§ **What to do**: Please tally the lines of the records that contain "default" and send back only the total.

§ **The data**:
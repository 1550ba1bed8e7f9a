use std::time::Duration;

use criterion::{Criterion, criterion_group, criterion_main};
use tokenwell::{Clock, FastClock, ManualClock, QuantaClock, StdClock};

fn time_single_threaded(c: &mut Criterion) {
    let c_clock = quanta::Clock::new();
    let _quanta_thread = quanta::Upkeep::new_with_clock(Duration::from_micros(10), c_clock.clone())
        .start()
        .unwrap();
    let mut group = c.benchmark_group("tokenwell");
    group
        .sample_size(100)
        .bench_function("std-clock-now-millis", |b| {
            let clock = StdClock::default();
            b.iter(|| clock.now());
        })
        .bench_function("quanta-clock-now-millis", |b| {
            let clock = QuantaClock::default();
            b.iter(|| clock.now());
        })
        .bench_function("fast-clock-now-millis", |b| {
            let clock = FastClock::new(c_clock.clone());
            b.iter(|| clock.now());
        })
        .bench_function("manual-clock-now-millis", |b| {
            let clock = ManualClock::default();
            b.iter(|| clock.now());
        });
    group.finish();
}

criterion_group!(time_benches, time_single_threaded);
criterion_main!(time_benches);
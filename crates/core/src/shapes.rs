//! Shape table - canonical piece masks and analytic rotation
//!
//! Each of the seven kinds is defined once, as a 4x4 occupancy mask in its
//! spawn (North) orientation. Rotated occupancy is computed by index
//! arithmetic over the canonical mask - no stored rotated copies, no kick
//! data. Rotation is pivot-free, about the center of the 4x4 frame.

use blockfall_types::{PieceKind, Rotation};

/// 4x4 occupancy mask in the canonical (North) orientation
pub type ShapeMask = [[bool; 4]; 4];

const T: bool = true;
const F: bool = false;

const I_MASK: ShapeMask = [
    [F, F, F, F],
    [T, T, T, T],
    [F, F, F, F],
    [F, F, F, F],
];

const O_MASK: ShapeMask = [
    [F, T, T, F],
    [F, T, T, F],
    [F, F, F, F],
    [F, F, F, F],
];

const T_MASK: ShapeMask = [
    [F, T, F, F],
    [T, T, T, F],
    [F, F, F, F],
    [F, F, F, F],
];

const S_MASK: ShapeMask = [
    [F, T, T, F],
    [T, T, F, F],
    [F, F, F, F],
    [F, F, F, F],
];

const Z_MASK: ShapeMask = [
    [T, T, F, F],
    [F, T, T, F],
    [F, F, F, F],
    [F, F, F, F],
];

const J_MASK: ShapeMask = [
    [T, F, F, F],
    [T, T, T, F],
    [F, F, F, F],
    [F, F, F, F],
];

const L_MASK: ShapeMask = [
    [F, F, T, F],
    [T, T, T, F],
    [F, F, F, F],
    [F, F, F, F],
];

/// Canonical mask for a piece kind
pub fn mask(kind: PieceKind) -> &'static ShapeMask {
    match kind {
        PieceKind::I => &I_MASK,
        PieceKind::O => &O_MASK,
        PieceKind::T => &T_MASK,
        PieceKind::S => &S_MASK,
        PieceKind::Z => &Z_MASK,
        PieceKind::J => &J_MASK,
        PieceKind::L => &L_MASK,
    }
}

/// Occupancy of frame cell (row, col) under a rotation, for row, col in 0..4
///
/// The four index mappings encode the whole rotation system:
/// - North: `mask[row][col]`
/// - East (90 CW): `mask[3-col][row]`
/// - South (180): `mask[3-row][3-col]`
/// - West (270 CW): `mask[col][3-row]`
pub fn occupancy_at(kind: PieceKind, rotation: Rotation, row: usize, col: usize) -> bool {
    let m = mask(kind);
    match rotation {
        Rotation::North => m[row][col],
        Rotation::East => m[3 - col][row],
        Rotation::South => m[3 - row][3 - col],
        Rotation::West => m[col][3 - row],
    }
}

/// The four occupied (dx, dy) offsets of a piece's frame, in scan order
///
/// dx is the column and dy the row within the 4x4 frame; adding the piece
/// origin yields board coordinates. Every mask holds exactly four cells.
pub fn shape_cells(kind: PieceKind, rotation: Rotation) -> [(i8, i8); 4] {
    let mut cells = [(0i8, 0i8); 4];
    let mut n = 0;
    for row in 0..4 {
        for col in 0..4 {
            if occupancy_at(kind, rotation, row, col) {
                cells[n] = (col as i8, row as i8);
                n += 1;
            }
        }
    }
    debug_assert_eq!(n, 4, "tetromino mask must hold exactly 4 cells");
    cells
}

§ **Output of the task**: 3